§ **Problem to work on**
Every record here must be set down once more, precisely as it reads.

[Stored data entries]
..........

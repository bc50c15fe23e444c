// =============================================================================
// Shared types used across the signal engine
// =============================================================================

use chrono::{DateTime, Utc};
use serde::{Deserialize, Serialize};

/// One OHLC record for a fixed period, as delivered by the market-data feed.
///
/// `timestamp` is the period's open time. Candles are immutable once they
/// leave the feed; the indicator engine only ever borrows them.
#[derive(Debug, Clone, PartialEq, Serialize, Deserialize)]
pub struct Candle {
    pub timestamp: DateTime<Utc>,
    pub open: f64,
    pub high: f64,
    pub low: f64,
    pub close: f64,
}

impl Candle {
    pub fn new(timestamp: DateTime<Utc>, open: f64, high: f64, low: f64, close: f64) -> Self {
        Self {
            timestamp,
            open,
            high,
            low,
            close,
        }
    }

    /// True while the period that started at `timestamp` has not yet ended.
    pub fn is_forming(&self, period_seconds: u32, now: DateTime<Utc>) -> bool {
        self.timestamp + chrono::Duration::seconds(i64::from(period_seconds)) > now
    }
}

/// Price position relative to the long trend line.
#[derive(Debug, Clone, Copy, PartialEq, Eq, Serialize, Deserialize)]
#[serde(rename_all = "SCREAMING_SNAKE_CASE")]
pub enum TrendState {
    Uptrend,
    Downtrend,
}

impl std::fmt::Display for TrendState {
    fn fmt(&self, f: &mut std::fmt::Formatter<'_>) -> std::fmt::Result {
        match self {
            Self::Uptrend => write!(f, "UPTREND"),
            Self::Downtrend => write!(f, "DOWNTREND"),
        }
    }
}

/// Trading decision for the most recent completed candle.
#[derive(Debug, Clone, Copy, PartialEq, Eq, Serialize, Deserialize)]
#[serde(rename_all = "SCREAMING_SNAKE_CASE")]
pub enum Decision {
    EnterLong,
    EnterShort,
    None,
}

impl Decision {
    /// Order side implied by the decision; `None` never trades.
    pub fn side(self) -> Option<Side> {
        match self {
            Self::EnterLong => Some(Side::Buy),
            Self::EnterShort => Some(Side::Sell),
            Self::None => None,
        }
    }

    pub fn is_actionable(self) -> bool {
        self != Self::None
    }
}

impl std::fmt::Display for Decision {
    fn fmt(&self, f: &mut std::fmt::Formatter<'_>) -> std::fmt::Result {
        match self {
            Self::EnterLong => write!(f, "ENTER_LONG"),
            Self::EnterShort => write!(f, "ENTER_SHORT"),
            Self::None => write!(f, "NONE"),
        }
    }
}

/// Order direction. Short-duration brokers call these CALL and PUT.
#[derive(Debug, Clone, Copy, PartialEq, Eq, Serialize, Deserialize)]
#[serde(rename_all = "UPPERCASE")]
pub enum Side {
    Buy,
    Sell,
}

impl Side {
    pub fn as_str(self) -> &'static str {
        match self {
            Self::Buy => "BUY",
            Self::Sell => "SELL",
        }
    }

    pub fn option_label(self) -> &'static str {
        match self {
            Self::Buy => "CALL",
            Self::Sell => "PUT",
        }
    }
}

impl std::fmt::Display for Side {
    fn fmt(&self, f: &mut std::fmt::Formatter<'_>) -> std::fmt::Result {
        f.write_str(self.as_str())
    }
}

/// Whether the bot submits orders or only reports signals.
#[derive(Debug, Clone, Copy, PartialEq, Eq, Serialize, Deserialize)]
pub enum TradingMode {
    Live,
    Paused,
}

impl Default for TradingMode {
    fn default() -> Self {
        Self::Paused
    }
}

impl std::fmt::Display for TradingMode {
    fn fmt(&self, f: &mut std::fmt::Formatter<'_>) -> std::fmt::Result {
        match self {
            Self::Live => write!(f, "Live"),
            Self::Paused => write!(f, "Paused"),
        }
    }
}

/// Whether we are running against real funds or simulated.
#[derive(Debug, Clone, Copy, PartialEq, Eq, Serialize, Deserialize)]
pub enum AccountMode {
    Demo,
    Live,
}

impl Default for AccountMode {
    fn default() -> Self {
        Self::Demo
    }
}

impl std::fmt::Display for AccountMode {
    fn fmt(&self, f: &mut std::fmt::Formatter<'_>) -> std::fmt::Result {
        match self {
            Self::Demo => write!(f, "Demo"),
            Self::Live => write!(f, "Live"),
        }
    }
}

#[cfg(test)]
mod tests {
    use super::*;
    use chrono::TimeZone;

    #[test]
    fn decision_maps_to_side() {
        assert_eq!(Decision::EnterLong.side(), Some(Side::Buy));
        assert_eq!(Decision::EnterShort.side(), Some(Side::Sell));
        assert_eq!(Decision::None.side(), None);
        assert!(!Decision::None.is_actionable());
    }

    #[test]
    fn decision_serialises_screaming_case() {
        let json = serde_json::to_string(&Decision::EnterShort).unwrap();
        assert_eq!(json, "\"ENTER_SHORT\"");
        assert_eq!(Decision::EnterLong.to_string(), "ENTER_LONG");
    }

    #[test]
    fn forming_candle_detection() {
        let open = Utc.with_ymd_and_hms(2024, 1, 1, 12, 0, 0).unwrap();
        let candle = Candle::new(open, 1.0, 1.0, 1.0, 1.0);
        let mid_period = open + chrono::Duration::seconds(30);
        let period_end = open + chrono::Duration::seconds(60);
        assert!(candle.is_forming(60, mid_period));
        assert!(!candle.is_forming(60, period_end));
    }
}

..........

§ **Expected answer**
repository bc50c15fe23e444c
// =============================================================================
// Shared types used across the signal engine
// =============================================================================

use chrono::{DateTime, Utc};
use serde::{Deserialize, Serialize};

/// One OHLC record for a fixed period, as delivered by the market-data feed.
///
/// `timestamp` is the period's open time. Candles are immutable once they
/// leave the feed; the indicator engine only ever borrows them.
#[derive(Debug, Clone, PartialEq, Serialize, Deserialize)]
pub struct Candle {
    pub timestamp: DateTime<Utc>,
    pub open: f64,
    pub high: f64,
    pub low: f64,
    pub close: f64,
}

impl Candle {
    pub fn new(timestamp: DateTime<Utc>, open: f64, high: f64, low: f64, close: f64) -> Self {
        Self {
            timestamp,
            open,
            high,
            low,
            close,
        }
    }

    /// True while the period that started at `timestamp` has not yet ended.
    pub fn is_forming(&self, period_seconds: u32, now: DateTime<Utc>) -> bool {
        self.timestamp + chrono::Duration::seconds(i64::from(period_seconds)) > now
    }
}

/// Price position relative to the long trend line.
#[derive(Debug, Clone, Copy, PartialEq, Eq, Serialize, Deserialize)]
#[serde(rename_all = "SCREAMING_SNAKE_CASE")]
pub enum TrendState {
    Uptrend,
    Downtrend,
}

impl std::fmt::Display for TrendState {
    fn fmt(&self, f: &mut std::fmt::Formatter<'_>) -> std::fmt::Result {
        match self {
            Self::Uptrend => write!(f, "UPTREND"),
            Self::Downtrend => write!(f, "DOWNTREND"),
        }
    }
}

/// Trading decision for the most recent completed candle.
#[derive(Debug, Clone, Copy, PartialEq, Eq, Serialize, Deserialize)]
#[serde(rename_all = "SCREAMING_SNAKE_CASE")]
pub enum Decision {
    EnterLong,
    EnterShort,
    None,
}

impl Decision {
    /// Order side implied by the decision; `None` never trades.
    pub fn side(self) -> Option<Side> {
        match self {
            Self::EnterLong => Some(Side::Buy),
            Self::EnterShort => Some(Side::Sell),
            Self::None => None,
        }
    }

    pub fn is_actionable(self) -> bool {
        self != Self::None
    }
}

impl std::fmt::Display for Decision {
    fn fmt(&self, f: &mut std::fmt::Formatter<'_>) -> std::fmt::Result {
        match self {
            Self::EnterLong => write!(f, "ENTER_LONG"),
            Self::EnterShort => write!(f, "ENTER_SHORT"),
            Self::None => write!(f, "NONE"),
        }
    }
}

/// Order direction. Short-duration brokers call these CALL and PUT.
#[derive(Debug, Clone, Copy, PartialEq, Eq, Serialize, Deserialize)]
#[serde(rename_all = "UPPERCASE")]
pub enum Side {
    Buy,
    Sell,
}

impl Side {
    pub fn as_str(self) -> &'static str {
        match self {
            Self::Buy => "BUY",
            Self::Sell => "SELL",
        }
    }

    pub fn option_label(self) -> &'static str {
        match self {
            Self::Buy => "CALL",
            Self::Sell => "PUT",
        }
    }
}

impl std::fmt::Display for Side {
    fn fmt(&self, f: &mut std::fmt::Formatter<'_>) -> std::fmt::Result {
        f.write_str(self.as_str())
    }
}

/// Whether the bot submits orders or only reports signals.
#[derive(Debug, Clone, Copy, PartialEq, Eq, Serialize, Deserialize)]
pub enum TradingMode {
    Live,
    Paused,
}

impl Default for TradingMode {
    fn default() -> Self {
        Self::Paused
    }
}

impl std::fmt::Display for TradingMode {
    fn fmt(&self, f: &mut std::fmt::Formatter<'_>) -> std::fmt::Result {
        match self {
            Self::Live => write!(f, "Live"),
            Self::Paused => write!(f, "Paused"),
        }
    }
}

/// Whether we are running against real funds or simulated.
#[derive(Debug, Clone, Copy, PartialEq, Eq, Serialize, Deserialize)]
pub enum AccountMode {
    Demo,
    Live,
}

impl Default for AccountMode {
    fn default() -> Self {
        Self::Demo
    }
}

impl std::fmt::Display for AccountMode {
    fn fmt(&self, f: &mut std::fmt::Formatter<'_>) -> std::fmt::Result {
        match self {
            Self::Demo => write!(f, "Demo"),
            Self::Live => write!(f, "Live"),
        }
    }
}

#[cfg(test)]
mod tests {
    use super::*;
    use chrono::TimeZone;

    #[test]
    fn decision_maps_to_side() {
        assert_eq!(Decision::EnterLong.side(), Some(Side::Buy));
        assert_eq!(Decision::EnterShort.side(), Some(Side::Sell));
        assert_eq!(Decision::None.side(), None);
        assert!(!Decision::None.is_actionable());
    }

    #[test]
    fn decision_serialises_screaming_case() {
        let json = serde_json::to_string(&Decision::EnterShort).unwrap();
        assert_eq!(json, "\"ENTER_SHORT\"");
        assert_eq!(Decision::EnterLong.to_string(), "ENTER_LONG");
    }

    #[test]
    fn forming_candle_detection() {
        let open = Utc.with_ymd_and_hms(2024, 1, 1, 12, 0, 0).unwrap();
        let candle = Candle::new(open, 1.0, 1.0, 1.0, 1.0);
        let mid_period = open + chrono::Duration::seconds(30);
        let period_end = open + chrono::Duration::seconds(60);
        assert!(candle.is_forming(60, mid_period));
        assert!(!candle.is_forming(60, period_end));
    }
}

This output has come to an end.